Tomado del artículo “El muro ignominioso”, de Ignacio Solares: revista Proceso, octubre 23 de 2006, número 1564.

El humor de Payno

A toda la crítica social, la relación de costumbres y censura de la ignorancia, Manuel Payno se da tiempo para el humor. No quería cerrar este texto sin soltar algunas citas que revelan la ironía con que el autor arropaba su obra. Lo mismo repudiaba a los advenedizos y arribistas que a la exaltación desmesurada del respeto de los valores cristianos y el respeto a la Iglesia católica y a toda la fauna que pobló el territorio mexicano antes y después de la Independencia de la Corona española.

Sobre los arribistas:

Los rancheros del pueblo donde tan dignamente desempeñaba don Fulgencio las funciones de subdelegado, se volvieron insurgentes de la noche a la mañana, y calculando realistas a las vacas y a las ovejas, dieron tras ellas, y en poco tiempo no dejaron ni un solo de estos temibles enemigos (ibid., p. 134)

Sobre los advenedizos:

—Yo prometo —continuó el joven— civilizar en pocos días hasta a mi mamá, con tal de que me obedezcan. Es menester desterrar esas comidas indigestas de México: chiles rellenos, envueltos, mole de pecho. ¡Qué horror! ¿Qué persona bien educada pone ya en su mesa tales guisotes? Un buen trozo de rosbif; unas papas al vapor; su taza de té, con un par de gotas de crema de leche, cuando más; una rebanada de jamón de Westfalia; frutas secas y un buen vino de Oporto; he aquí un almuerzo sano, elegante, y… vamos… el mismo que se sirve todos los días a la reina Victoria ((ibid., p. 189)

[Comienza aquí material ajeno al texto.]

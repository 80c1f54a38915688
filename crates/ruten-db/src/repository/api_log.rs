//! # API Call Log Repository
//!
//! Append-only diagnostic rows, one per remote call.

use chrono::{DateTime, Utc};
use serde::Serialize;
use sqlx::SqlitePool;

use crate::error::DbResult;

/// A stored call record.
#[derive(Debug, Clone, PartialEq, Eq, Serialize, sqlx::FromRow)]
pub struct ApiLogEntry {
    pub id: i64,
    pub endpoint: String,
    pub method: String,
    pub request_data: Option<String>,
    pub response_data: Option<String>,
    pub status_code: Option<i64>,
    pub execution_ms: i64,
    pub correlation_id: Option<String>,
    /// `success`, `remote_error` or `transport_error`.
    pub outcome: String,
    pub created_at: DateTime<Utc>,
}

/// A call record to be written.
#[derive(Debug, Clone, Default)]
pub struct NewApiLog {
    pub endpoint: String,
    pub method: String,
    pub request_data: Option<String>,
    pub response_data: Option<String>,
    pub status_code: Option<u16>,
    pub execution_ms: i64,
    pub correlation_id: Option<String>,
    pub outcome: String,
}

#[derive(Debug, Clone)]
pub struct ApiLogRepository {
    pool: SqlitePool,
}

impl ApiLogRepository {
    pub fn new(pool: SqlitePool) -> Self {
        ApiLogRepository { pool }
    }

    /// Appends a record and returns its row id.
    pub async fn insert(&self, log: &NewApiLog) -> DbResult<i64> {
        let result = sqlx::query(
            r#"
            INSERT INTO api_logs (
                endpoint, method, request_data, response_data, status_code,
                execution_ms, correlation_id, outcome, created_at
            ) VALUES (?1, ?2, ?3, ?4, ?5, ?6, ?7, ?8, ?9)
            "#,
        )
        .bind(&log.endpoint)
        .bind(&log.method)
        .bind(&log.request_data)
        .bind(&log.response_data)
        .bind(log.status_code.map(i64::from))
        .bind(log.execution_ms)
        .bind(&log.correlation_id)
        .bind(&log.outcome)
        .bind(Utc::now())
        .execute(&self.pool)
        .await?;

        Ok(result.last_insert_rowid())
    }

    /// Most recent records first.
    pub async fn recent(&self, limit: u32) -> DbResult<Vec<ApiLogEntry>> {
        let rows = sqlx::query_as::<_, ApiLogEntry>(
            r#"
            SELECT id, endpoint, method, request_data, response_data, status_code,
                   execution_ms, correlation_id, outcome, created_at
            FROM api_logs
            ORDER BY id DESC
            LIMIT ?1
            "#,
        )
        .bind(i64::from(limit))
        .fetch_all(&self.pool)
        .await?;
        Ok(rows)
    }

    /// Deletes records written before `cutoff`; returns how many went.
    pub async fn prune_before(&self, cutoff: DateTime<Utc>) -> DbResult<u64> {
        let result = sqlx::query("DELETE FROM api_logs WHERE created_at < ?1")
            .bind(cutoff)
            .execute(&self.pool)
            .await?;
        Ok(result.rows_affected())
    }
}

#[cfg(test)]
mod tests {
    use super::*;
    use crate::pool::{Database, DbConfig};

    #[tokio::test]
    async fn test_insert_and_recent() {
        let db = Database::new(DbConfig::in_memory()).await.unwrap();
        let repo = db.api_logs();

        for status in [200u16, 401] {
            repo.insert(&NewApiLog {
                endpoint: "/api/v1/product/list".to_string(),
                method: "GET".to_string(),
                status_code: Some(status),
                execution_ms: 12,
                outcome: if status == 200 { "success" } else { "remote_error" }.to_string(),
                ..Default::default()
            })
            .await
            .unwrap();
        }

        let logs = repo.recent(10).await.unwrap();
        assert_eq!(logs.len(), 2);
        assert_eq!(logs[0].status_code, Some(401));
        assert_eq!(logs[0].outcome, "remote_error");
        assert_eq!(logs[1].status_code, Some(200));
        assert!(logs[1].correlation_id.is_none());
    }

    #[tokio::test]
    async fn test_prune_before_keeps_recent_rows() {
        let db = Database::new(DbConfig::in_memory()).await.unwrap();
        let repo = db.api_logs();

        let mut ids = Vec::new();
        for endpoint in ["/api/v1/order/list", "/api/v1/product/list"] {
            let id = repo
                .insert(&NewApiLog {
                    endpoint: endpoint.to_string(),
                    method: "GET".to_string(),
                    outcome: "success".to_string(),
                    ..Default::default()
                })
                .await
                .unwrap();
            ids.push(id);
        }

        // Age the first row by ten days
        sqlx::query("UPDATE api_logs SET created_at = ?1 WHERE id = ?2")
            .bind(Utc::now() - chrono::Duration::days(10))
            .bind(ids[0])
            .execute(db.pool())
            .await
            .unwrap();

        let removed = repo
            .prune_before(Utc::now() - chrono::Duration::days(7))
            .await
            .unwrap();
        assert_eq!(removed, 1);

        let logs = repo.recent(10).await.unwrap();
        assert_eq!(logs.len(), 1);
        assert_eq!(logs[0].endpoint, "/api/v1/product/list");
    }
}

Y sobre la idolatría a la palabra de los ministros de culto, tomado de la jaculatoria de fray Rodrigo de la Cruz sobre Pascasio José Aguirrevengurren, muerto en Manila:

Basta deciros que, al vender el terciopelo morado, recordaba a Jesucristo en la cárcel; al doblar el damasco carmesí, hacía conmemoración de los azotes; y al medir la sempiterna negra, no podía menos sino enternecerse con los dolores que sufrió al pie de la cruz nuestra Madre Santísima. ¡Qué piedad, qué unción, qué ejemplo tan saludable para el comercio, que en cada uno de los lienzos despreciables que vende para satisfacer los caprichos del lujo de los grandes de la tierra, tiene un motivo para recordar los misterios de nuestra santa religión! (ibid., p. 103)

Manuel Payno murió en 1894, a la edad de 74 u 84 años (cuando los estudiosos lleguen a un arreglo, dejaremos una fecha definida en este artículo). Le faltaba escribir sus memorias. Cuenta Luis González Obregón, quien se entrevistó con Payno meses antes de que éste muriera, que en la relatoría de su vida “narraría casi completa la historia de México independiente, porque habiendo nacido en 1810, nos contaría los episodios de su niñez, refrescada por los relatos de su anciano padre, que le darían de sobra para bordar en ella los sucesos acaecidos desde el año memorable de 1821. Y después, todos los sucesos en que él había tomado parte activa durante su agitada existencia” (tomado del estudio crítico de Jorge Ruedas de la Serna a El hombre de la situación, op. cit., p. 243). Pero la muerte, condimentada con una ceguera casi total, frustró el proyecto e impidió que los lectores conociéramos la vida de un hombre que, quizá, también fue un hombre de la situación.